A bunch of people wrote me privately asking why not use silicate rocks and why not sell HCl. Let me share my reasoning to ask you all to pick at this; I’m not trying to be right but to learn anything and everything wrong so I sincerely thank you for anything you point out about why this might not be a good idea or whatever else I should think about before I waste time executing it :)


I think it’s clear that alkalinity in the ocean can be generated by removing acidity. I realize there’s a market for HCl but I am thinking about the long-term where there is way more need for CDR than HCl.


I think it’s also energetically easier to generate dilute acidity than concentrated - but this makes the acidity more expensive to transport for neutralization.
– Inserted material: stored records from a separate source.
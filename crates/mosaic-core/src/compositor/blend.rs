//! Weighted compositing of overlapping tiles.

use super::{Canvas, CompositeMode, CompositingStrategy};
use crate::loader::LoadedTile;

/// Overlapping tiles are averaged. A tile's weight at a pixel is its alpha
/// when it has one, otherwise the pixel's distance to the nearest edge of
/// the granule's full extent, so seams fade instead of cutting and the
/// weight of a pixel does not depend on the request window.
#[derive(Debug, Default, Clone, Copy)]
pub struct BlendStrategy;

impl CompositingStrategy for BlendStrategy {
    fn mode(&self) -> CompositeMode {
        CompositeMode::Blend
    }

    fn composite(&self, tiles: &[LoadedTile], canvas: &mut Canvas) {
        let bands = canvas.raster.bands();
        let pixels = canvas.bounds.area();
        let mut sums = vec![0.0_f64; pixels * bands];
        let mut weights = vec![0.0_f64; pixels];

        for tile in tiles {
            let Some(overlap) = tile.bounds.intersection(&canvas.bounds) else {
                continue;
            };
            // Tile placement inside its granule extent.
            let within = tile.bounds.relative_to(&tile.extent);
            for row in overlap.y..overlap.max_y() {
                for col in overlap.x..overlap.max_x() {
                    let (tc, tr) = (
                        (col - tile.bounds.x) as usize,
                        (row - tile.bounds.y) as usize,
                    );
                    let weight = match &tile.alpha {
                        Some(alpha) => alpha.get(tc, tr) as f64 / u8::MAX as f64,
                        None => edge_distance(
                            within.x as usize + tc,
                            within.y as usize + tr,
                            tile.extent.width,
                            tile.extent.height,
                        ),
                    };
                    let values = tile.raster.pixel(tc, tr);
                    if weight <= 0.0 || values.iter().any(|v| v.is_nan()) {
                        continue;
                    }

                    let (oc, or) = canvas.local(col, row);
                    let idx = or * canvas.bounds.width + oc;
                    weights[idx] += weight;
                    for (sum, v) in sums[idx * bands..(idx + 1) * bands].iter_mut().zip(values) {
                        *sum += v * weight;
                    }
                }
            }
        }

        let sample_type = canvas.raster.layout.sample_type;
        for (idx, &w) in weights.iter().enumerate() {
            if w <= 0.0 {
                continue;
            }
            let (oc, or) = (idx % canvas.bounds.width, idx / canvas.bounds.width);
            let sums = &sums[idx * bands..(idx + 1) * bands];
            for (out, sum) in canvas.raster.pixel_mut(oc, or).iter_mut().zip(sums) {
                *out = sample_type.conform(sum / w);
            }
            canvas.mark_covered(oc, or);
        }
    }
}

/// 1 on the outermost ring of a tile, growing by one per ring inward.
fn edge_distance(col: usize, row: usize, width: usize, height: usize) -> f64 {
    let d = (col + 1)
        .min(row + 1)
        .min(width - col)
        .min(height - row);
    d as f64
}

#[cfg(test)]
mod tests {
    use super::*;
    use crate::raster::{PixelLayout, Raster, SampleType};
    use mosaic_common::{BoundingBox, PixelBounds};

    #[test]
    fn test_edge_distance() {
        assert_eq!(edge_distance(0, 0, 5, 5), 1.0);
        assert_eq!(edge_distance(2, 2, 5, 5), 3.0);
        assert_eq!(edge_distance(4, 2, 5, 5), 1.0);
    }

    fn clipped(extent: PixelBounds, window: PixelBounds, value: f64) -> LoadedTile {
        let bounds = extent.intersection(&window).unwrap();
        LoadedTile {
            granule: "t".into(),
            footprint: BoundingBox::new(0.0, 0.0, 1.0, 1.0),
            bounds,
            extent,
            raster: Raster::filled(
                bounds.width,
                bounds.height,
                PixelLayout::component(SampleType::F64, 1),
                &[value],
            ),
            alpha: None,
        }
    }

    fn blend_at(window: PixelBounds, col: i64) -> f64 {
        let a = PixelBounds::new(0, 0, 8, 20);
        let b = PixelBounds::new(4, 0, 8, 20);
        let tiles = vec![clipped(a, window, 10.0), clipped(b, window, 20.0)];
        let layout = PixelLayout::component(SampleType::F64, 1);
        let mut canvas = Canvas::new(window, layout, &[f64::NAN]);
        BlendStrategy.composite(&tiles, &mut canvas);
        let (oc, or) = canvas.local(col, 10);
        canvas.raster.get(oc, or, 0)
    }

    #[test]
    fn test_weights_ignore_request_window() {
        let full = blend_at(PixelBounds::new(0, 0, 12, 20), 5);
        let window = blend_at(PixelBounds::new(5, 0, 2, 20), 5);
        // Column 5 is 3 from A's right edge and 2 from B's left edge.
        assert!((full - 14.0).abs() < 1e-9, "{}", full);
        assert_eq!(full, window);
    }
}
So I started to think it would be better to transport the (way more concentrated) rock to the site of ocean operations for dissolution, with effluent release into the ocean, than the other way around. Let's consider it a site of megaton removal alkalinity generation.


This leads to my concerns about silicates (and I am new at this so again please correct any mis-assumptions):

1. I’m worried Fe in silicates would cause massive ocean fertilization in this scenario, which is not agreed on as a good thing

2. Similarly I’m concerned that any trace metals would cause major concern in this scenario, given the concentrated point-source release of effluent

3. I’m unsure about the release of silica - Tom pointed out it would increase productivity, but I’m wondering if/when it would be too much of a good thing given the massive discharge envisioned here


In contrast, I think that carbonates would be more compatible with this scenario, as we’d just be increasing Ca2+ and DIC.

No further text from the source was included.